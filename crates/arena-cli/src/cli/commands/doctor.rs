use super::{exit_codes, open_store};
use crate::cli::args::DoctorArgs;
use arena_core::config::{load_config, ArenaConfig};
use arena_core::matchmaker::latest_per_origin;
use arena_core::report::console::print_stats;
use arena_core::storage::StoreStats;
use serde::Serialize;

#[derive(Debug, Serialize)]
struct UseCaseHealth {
    name: String,
    origins: usize,
    playable: bool,
}

#[derive(Debug, Serialize)]
struct DoctorReport {
    arena_version: &'static str,
    config_path: String,
    config: Option<ArenaConfig>,
    config_error: Option<String>,
    db_path: String,
    stats: Option<StoreStats>,
    use_cases: Vec<UseCaseHealth>,
    suggested_actions: Vec<String>,
}

pub fn run(args: DoctorArgs) -> anyhow::Result<i32> {
    let mut actions = Vec::new();

    let (config, config_error) = if args.config.exists() {
        match load_config(&args.config, args.strict) {
            Ok(cfg) => (Some(cfg), None),
            Err(e) => {
                actions.push(format!("fix {}", args.config.display()));
                (None, Some(e.to_string()))
            }
        }
    } else {
        actions.push("run `arena init` to write a sample config".to_string());
        (Some(ArenaConfig::default()), None)
    };

    let mut stats = None;
    let mut use_cases = Vec::new();
    if args.db.db.exists() {
        let store = open_store(&args.db.db)?;
        stats = Some(store.stats_best_effort()?);
        for name in store.list_use_cases()? {
            let origins = latest_per_origin(store.list_candidates(&name)?).len();
            if origins < 2 {
                actions.push(format!(
                    "use case '{}' has {} origin(s); seed at least 2 to make it playable",
                    name, origins
                ));
            }
            use_cases.push(UseCaseHealth {
                name,
                origins,
                playable: origins >= 2,
            });
        }
        if use_cases.is_empty() {
            actions.push("run `arena seed --catalog <file>` to add use cases".to_string());
        }
    } else {
        actions.push(format!("no database at {}", args.db.db.display()));
    }

    let report = DoctorReport {
        arena_version: env!("CARGO_PKG_VERSION"),
        config_path: args.config.display().to_string(),
        config,
        config_error,
        db_path: args.db.db.display().to_string(),
        stats,
        use_cases,
        suggested_actions: actions,
    };

    if args.format == "json" {
        println!("{}", serde_json::to_string_pretty(&report)?);
    } else {
        eprintln!("Arena Doctor (v{})", report.arena_version);
        match (&report.config, &report.config_error) {
            (_, Some(err)) => eprintln!("Config: {} (error: {})", report.config_path, err),
            (Some(cfg), None) => eprintln!(
                "Config: {} (k={}, baseline={}, per_use_case={}, strategy={:?})",
                report.config_path,
                cfg.rating.k_factor,
                cfg.rating.baseline,
                cfg.rating.per_use_case,
                cfg.matchmaking.strategy
            ),
            (None, None) => {}
        }
        if let Some(stats) = &report.stats {
            print_stats(&report.db_path, stats);
        }
        for uc in &report.use_cases {
            eprintln!(
                "  {:<24} {} origin(s){}",
                uc.name,
                uc.origins,
                if uc.playable { "" } else { "  [not playable]" }
            );
        }
        if !report.suggested_actions.is_empty() {
            eprintln!("\nNext actions:");
            for a in &report.suggested_actions {
                eprintln!("- {}", a);
            }
        }
    }

    if report.config_error.is_some() {
        return Ok(exit_codes::CONFIG_ERROR);
    }
    Ok(exit_codes::OK)
}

*-*-*

→ Requirement
Copy out every line of the material above that mentions the word "DoctorReport".

→ Result for this exercise
struct DoctorReport {
    let report = DoctorReport {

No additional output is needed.